Though everything we see on stage is from the transcript of the Inquiry itself (even down to the characters' hesitations and overlapping speech), he has necessarily used his own judgement as to what bits we should see. He does an admirable job of presenting the events from several angles by letting us hear the testimony of the soldiers who shot some of the victims, their superiors, Bernadette McAliskey who was a Catholic MP at the time, an IRA quartermaster, a bishop and first-aider who witnessed the shootings, and a surviving victim. This means however that other evidence - including that of forensic scientists, intelligence officers, the 1555 written testimonies and the damning account given by Soldier 027 of the actions of his colleagues that kicked off this second Inquiry - necessarily had to be omitted. This performance, valid though it is, should be viewed as a small part of a much wider picture.

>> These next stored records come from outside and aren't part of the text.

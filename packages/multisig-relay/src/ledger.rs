//! Ledger capability consumed by the relay protocol.

use async_trait::async_trait;
use serde::{Deserialize, Serialize};

use crate::block_props::RefBlock;
use crate::steem::{
    ChainId, Operation, PrivateKey, SignedTransaction, TimePointSec, Transaction, TransactionId,
};

/// Lifetime given to one-off operations (metadata updates), from head block time.
pub const OPERATION_EXPIRATION_SECS: u32 = 60;

/// Subset of the node's dynamic global properties needed for block binding.
#[derive(Debug, Clone, Deserialize)]
pub struct DynamicGlobalProperties {
    pub head_block_number: u32,
    pub head_block_id: String,
    pub time: TimePointSec,
}

/// Account fields read by the relay.
#[derive(Debug, Clone, Deserialize)]
pub struct AccountRecord {
    pub name: String,
    #[serde(default)]
    pub posting_json_metadata: String,
}

/// Locally computed receipt for an accepted broadcast.
#[derive(Debug, Clone, PartialEq, Eq, Serialize)]
pub struct BroadcastReceipt {
    pub tx_id: TransactionId,
}

#[async_trait]
pub trait Ledger: Send + Sync {
    async fn dynamic_global_properties(&self) -> Result<DynamicGlobalProperties, crate::Error>;

    /// Unknown names are omitted from the result.
    async fn get_accounts(&self, names: &[String]) -> Result<Vec<AccountRecord>, crate::Error>;

    async fn broadcast_transaction(
        &self,
        tx: &SignedTransaction,
    ) -> Result<BroadcastReceipt, crate::Error>;
}

/// Bind `operations` to the head block, sign with a single key and broadcast.
pub async fn send_operations(
    ledger: &dyn Ledger,
    chain_id: &ChainId,
    operations: Vec<Operation>,
    key: &PrivateKey,
) -> Result<BroadcastReceipt, crate::Error> {
    let props = ledger.dynamic_global_properties().await?;
    let ref_block = RefBlock::from_props(&props)?;
    let tx = Transaction::new(
        ref_block,
        props.time.plus_secs(OPERATION_EXPIRATION_SECS),
        operations,
    );
    let signature = key.sign_digest(&tx.digest(chain_id))?;
    ledger
        .broadcast_transaction(&SignedTransaction {
            transaction: tx,
            signatures: vec![signature],
        })
        .await
}

// --- Test helpers (shared across module tests) ---


#[cfg(test)]
mod tests {
    use super::testing::MemoryLedger;
    use super::*;

    #[tokio::test]
    async fn test_send_operations_binds_to_head_and_signs_once() {
        let ledger = MemoryLedger::new(&["alice"]);
        let key = PrivateKey::from_bytes(&[1u8; 32]).unwrap();
        let chain_id = ChainId::default();
        let op = Operation::AccountUpdate2 {
            account: "alice".into(),
            json_metadata: String::new(),
            posting_json_metadata: r#"{"mtx":"x"}"#.into(),
        };

        let receipt = send_operations(&ledger, &chain_id, vec![op], &key)
            .await
            .unwrap();

        let sent = ledger.broadcasts();
        assert_eq!(sent.len(), 1);
        let tx = &sent[0].transaction;
        assert_eq!(receipt.tx_id, tx.id());
        assert_eq!(tx.ref_block_num, 0x4567);
        assert_eq!(tx.ref_block_prefix, u32::from_le_bytes([0xaa, 0xbb, 0xcc, 0xdd]));
        assert_eq!(tx.expiration.unix(), 1_791_987_000 + OPERATION_EXPIRATION_SECS);
        assert_eq!(sent[0].signatures.len(), 1);
        assert_eq!(
            sent[0].signatures[0].recover(&tx.digest(&chain_id)).unwrap(),
            key.public_key()
        );
        assert_eq!(ledger.metadata("alice"), r#"{"mtx":"x"}"#);
    }

    #[tokio::test]
    async fn test_send_operations_propagates_props_failure() {
        let ledger = MemoryLedger::new(&["alice"]);
        ledger.fail_props(true);
        let key = PrivateKey::from_bytes(&[1u8; 32]).unwrap();
        let result = send_operations(&ledger, &ChainId::default(), vec![], &key).await;
        assert!(matches!(result, Err(crate::Error::Rpc(_))));
        assert!(ledger.broadcasts().is_empty());
    }

    #[test]
    fn test_account_record_defaults_missing_metadata() {
        let rec: AccountRecord = serde_json::from_str(r#"{"name":"alice"}"#).unwrap();
        assert_eq!(rec.posting_json_metadata, "");
    }

    #[test]
    fn test_props_deserialize_from_node_json() {
        let props: DynamicGlobalProperties = serde_json::from_str(
            r#"{"head_block_number": 5, "head_block_id": "00000005aabbccdd", "time": "2026-10-14T14:10:00", "current_witness": "w"}"#,
        )
        .unwrap();
        assert_eq!(props.head_block_number, 5);
        assert_eq!(props.time.to_string(), "2026-10-14T14:10:00");
    }
}
#[cfg(test)]
mod tests {
    use super::*;
    use crate::ledger::testing::{MemoryLedger, TEST_HEAD_BLOCK};
    use crate::relay::MetadataRelay;
    use time::macros::datetime;

    fn slot() -> HourSlot {
        HourSlot::containing(datetime!(2026-10-14 14:10:00 UTC))
    }

    fn active_key(index: usize) -> PrivateKey {
        PrivateKey::from_bytes(&[index as u8 + 1; 32]).unwrap()
    }

    fn template(amount: &str) -> TransferTemplate {
        TransferTemplate {
            from: "treasury".into(),
            to: "payee".into(),
            amount: Asset::parse(amount, "SBD").unwrap(),
            memo: "hourly".into(),
        }
    }

    fn node_with(
        ledger: &Arc<MemoryLedger>,
        members: &[&str],
        account: &str,
        amount: &str,
    ) -> Coordinator {
        let index = members.iter().position(|m| *m == account).unwrap();
        let relay = MetadataRelay::new(
            ledger.clone(),
            account.into(),
            PrivateKey::from_bytes(&[index as u8 + 101; 32]).unwrap(),
            ChainId::default(),
            "mtx".into(),
        );
        Coordinator::new(
            account.into(),
            Rotation::new(members.iter().map(|m| m.to_string()).collect()).unwrap(),
            ChainId::default(),
            active_key(index),
            template(amount),
            ledger.clone(),
            Arc::new(relay),
        )
        .unwrap()
    }

    fn node(ledger: &Arc<MemoryLedger>, members: &[&str], account: &str) -> Coordinator {
        node_with(ledger, members, account, "1.000")
    }

    fn assert_signed_by(tx: &SignedTransaction, keys: &[PrivateKey]) {
        let digest = tx.transaction.digest(&ChainId::default());
        assert_eq!(tx.signatures.len(), keys.len());
        for (sig, key) in tx.signatures.iter().zip(keys) {
            assert!(sig.is_canonical());
            assert_eq!(sig.recover(&digest).unwrap(), key.public_key());
        }
    }

    #[tokio::test]
    async fn test_two_member_cycle() {
        let members = ["alice", "bob"];
        let ledger = Arc::new(MemoryLedger::new(&members));
        let alice = node(&ledger, &members, "alice");
        let bob = node(&ledger, &members, "bob");
        assert_eq!(alice.role(), Role::Initiator);
        assert_eq!(bob.role(), Role::Finalizer);

        let published = alice.initiate(slot()).await.unwrap();
        assert!(matches!(published, Outcome::Published { signatures: 1, .. }));
        assert!(ledger.transfers().is_empty());

        let done = bob.finalize(slot()).await.unwrap();
        assert!(matches!(done, Outcome::Broadcast { signatures: 2, .. }));

        let transfers = ledger.transfers();
        assert_eq!(transfers.len(), 1);
        let tx = &transfers[0];
        assert_eq!(tx.transaction.expiration.to_string(), "2026-10-14T15:00:00");
        assert_eq!(u32::from(tx.transaction.ref_block_num), TEST_HEAD_BLOCK & 0xFFFF);
        assert_eq!(tx.transaction.operations, vec![template("1.000").operation()]);
        assert_signed_by(tx, &[active_key(0), active_key(1)]);
    }

    #[tokio::test]
    async fn test_three_member_cycle() {
        let members = ["alice", "bob", "carol"];
        let ledger = Arc::new(MemoryLedger::new(&members));
        let alice = node(&ledger, &members, "alice");
        let bob = node(&ledger, &members, "bob");
        let carol = node(&ledger, &members, "carol");
        assert_eq!(bob.role(), Role::Intermediate { position: 1 });

        alice.initiate(slot()).await.unwrap();
        let forwarded = bob.relay_forward(slot()).await.unwrap();
        assert!(matches!(forwarded, Outcome::Published { signatures: 2, .. }));
        carol.finalize(slot()).await.unwrap();

        let transfers = ledger.transfers();
        assert_eq!(transfers.len(), 1);
        assert_signed_by(&transfers[0], &[active_key(0), active_key(1), active_key(2)]);
    }

    #[tokio::test]
    async fn test_single_member_signs_alone() {
        let ledger = Arc::new(MemoryLedger::new(&["solo"]));
        let solo = node(&ledger, &["solo"], "solo");
        assert_eq!(solo.role(), Role::Finalizer);

        solo.finalize(slot()).await.unwrap();

        let transfers = ledger.transfers();
        assert_eq!(transfers.len(), 1);
        assert_signed_by(&transfers[0], &[active_key(0)]);
        assert_eq!(ledger.props_calls(), 1);
    }

    #[tokio::test]
    async fn test_finalize_names_every_missing_member() {
        let members = ["alice", "bob", "carol"];
        let ledger = Arc::new(MemoryLedger::new(&members));
        let carol = node(&ledger, &members, "carol");

        let err = carol.finalize(slot()).await.unwrap_err();

        match err {
            Error::MissingSignature { accounts } => {
                assert_eq!(accounts, vec!["alice".to_string(), "bob".to_string()])
            }
            other => panic!("unexpected error: {other}"),
        }
        assert!(ledger.broadcasts().is_empty());
    }

    #[tokio::test]
    async fn test_finalize_waits_for_intermediate() {
        let members = ["alice", "bob", "carol"];
        let ledger = Arc::new(MemoryLedger::new(&members));
        node(&ledger, &members, "alice").initiate(slot()).await.unwrap();

        let err = node(&ledger, &members, "carol")
            .finalize(slot())
            .await
            .unwrap_err();

        assert!(matches!(err, Error::MissingSignature { ref accounts } if accounts == &["bob".to_string()]));
        assert!(ledger.transfers().is_empty());
    }

    #[tokio::test]
    async fn test_previous_hour_record_is_not_ready() {
        let members = ["alice", "bob"];
        let ledger = Arc::new(MemoryLedger::new(&members));
        node(&ledger, &members, "alice").initiate(slot()).await.unwrap();

        let err = node(&ledger, &members, "bob")
            .finalize(slot().next())
            .await
            .unwrap_err();

        assert!(err.is_not_ready());
        assert!(ledger.transfers().is_empty());
    }

    #[tokio::test]
    async fn test_relay_forward_requires_upstream() {
        let members = ["alice", "bob", "carol"];
        let ledger = Arc::new(MemoryLedger::new(&members));
        let bob = node(&ledger, &members, "bob");

        let err = bob.relay_forward(slot()).await.unwrap_err();

        assert!(matches!(err, Error::MissingSignature { ref accounts } if accounts == &["alice".to_string()]));
        assert!(ledger.broadcasts().is_empty());
    }

    #[tokio::test]
    async fn test_differing_transfer_is_rejected() {
        let members = ["alice", "bob"];
        let ledger = Arc::new(MemoryLedger::new(&members));
        node(&ledger, &members, "alice").initiate(slot()).await.unwrap();
        let bob = node_with(&ledger, &members, "bob", "2.000");

        let err = bob.finalize(slot()).await.unwrap_err();

        assert!(matches!(err, Error::DraftMismatch { ref account, .. } if account == "alice"));
        assert!(ledger.transfers().is_empty());
    }

    #[tokio::test]
    async fn test_relay_forward_checks_signature_count() {
        let ledger = Arc::new(MemoryLedger::new(&["alice", "bob", "carol"]));
        let first = ["alice", "bob", "carol"];
        node(&ledger, &first, "alice").initiate(slot()).await.unwrap();
        node(&ledger, &first, "bob").relay_forward(slot()).await.unwrap();

        // bob now holds two signatures, one too many for position 1
        let second = ["bob", "carol", "alice"];
        let err = node(&ledger, &second, "carol")
            .relay_forward(slot())
            .await
            .unwrap_err();

        assert!(matches!(err, Error::DraftMismatch { ref account, .. } if account == "bob"));
    }

    #[tokio::test]
    async fn test_finalize_rejects_intermediate_built_on_replaced_draft() {
        let members = ["alice", "bob", "carol"];
        let ledger = Arc::new(MemoryLedger::new(&members));
        node(&ledger, &members, "alice").initiate(slot()).await.unwrap();
        node(&ledger, &members, "bob").relay_forward(slot()).await.unwrap();

        // alice restarts and republishes against a newer head block
        ledger.set_head(0x0123_9999, "01239999ffeeddcc00112233445566778899aabb");
        node(&ledger, &members, "alice").initiate(slot()).await.unwrap();

        let err = node(&ledger, &members, "carol")
            .finalize(slot())
            .await
            .unwrap_err();

        assert!(matches!(err, Error::DraftMismatch { ref account, .. } if account == "bob"));
        assert!(ledger.transfers().is_empty());
    }

    #[tokio::test]
    async fn test_initiate_propagates_props_failure() {
        let members = ["alice", "bob"];
        let ledger = Arc::new(MemoryLedger::new(&members));
        ledger.fail_props(true);

        let err = node(&ledger, &members, "alice")
            .initiate(slot())
            .await
            .unwrap_err();

        assert!(matches!(err, Error::Rpc(_)));
        assert!(ledger.broadcasts().is_empty());
        assert_eq!(ledger.metadata("alice"), "");
    }

    #[tokio::test]
    async fn test_rejected_broadcast_surfaces_ledger_error() {
        let ledger = Arc::new(MemoryLedger::new(&["solo"]));
        ledger.fail_broadcasts(true);
        let err = node(&ledger, &["solo"], "solo")
            .finalize(slot())
            .await
            .unwrap_err();
        assert!(matches!(err, Error::Ledger(_)));
    }

    #[test]
    fn test_non_member_rejected() {
        let ledger = Arc::new(MemoryLedger::new(&[]));
        let relay = MetadataRelay::new(
            ledger.clone(),
            "mallory".into(),
            active_key(9),
            ChainId::default(),
            "mtx".into(),
        );
        let result = Coordinator::new(
            "mallory".into(),
            Rotation::new(vec!["alice".into(), "bob".into()]).unwrap(),
            ChainId::default(),
            active_key(9),
            template("1.000"),
            ledger,
            Arc::new(relay),
        );
        assert!(matches!(result, Err(Error::Config(_))));
    }
}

The key questions that need an answer include: whether the soldiers were fired on first, whether the IRA were active on the day, whether the victims were involved in any violence, or whether it was part of a deliberate government policy to bring the nationalist community into line.

Though there are obvious drawbacks to having an inquiry thirty years after the event (notably people's failing memories, whether real or conveniently induced), the distance has in some ways served to prick the conscience of many and, with the exception of some senior army members, the witnesses from all sides seemed prepared to reveal truth: a soldier said his evidence had been doctored by the Military Police in order to present the army in a better light, the IRA quartermaster confirmed that he had fired a weapon at the army (though it had jammed), an eyewitness said that an unarmed man was shot and killed, despite clearly waving a white handkerchief. The performance clarified that the Inquiry has its hands full in trying to make sense of it all and presumably explains why the report has still not been issued.

Claire Spooner's set, with its interactive computer monitors, imposing desks and copious box-files was not only authentic, but also gave the impression of being cluttered and oppressive, which the enquiry must surely have been at times. The up-to-date technology served to separate it in time from the earlier Widgery enquiry, later largely dismissed as a whitewash.

The whole play was a challenge for the cast, many of whom had only short speeches and had to sit quietly for the rest of the time, again mirroring the real thing. Sorcha Cusack gave an assured performance as Bernadette McAliskey, former MP for the area. She was a reluctant witness and said so, believing the Inquiry was ineffective and the whole issue was a matter for the International Court of Justice at the Hague. However, she appeared strangely vulnerable too, when describing the sheer terror she experienced on the day.

The combative style of Michael Mansfield Q.C. (Terrence Hardiman,) who represented the victims' families to the best of his considerable abilities, contrasted with the measured but no less assertive style of Christopher Clarke (Thomas Wheatley), the Inquiry's counsel who had all the appearance of a dog with a bone that he was not going to let go.

The Army comes off worst of all. At best those represented appear incompetent and arrogant. At worst, gung-ho soldiers who were spoiling for a fight. The senior officers all speak with received pronunciation, all of which adds to the general alienation and sense of mistrust.

Nicholas Kent's direction made the sometimes weighty facts accessible and the two and a half hours flew by as all the different sides fill in the picture of what went on. Morally, it can be questioned as to whether it is right to present something like this publicly before the official report has come out. But without a clear idea of when this might be, at least Kent and his team are keeping the issue in the public eye.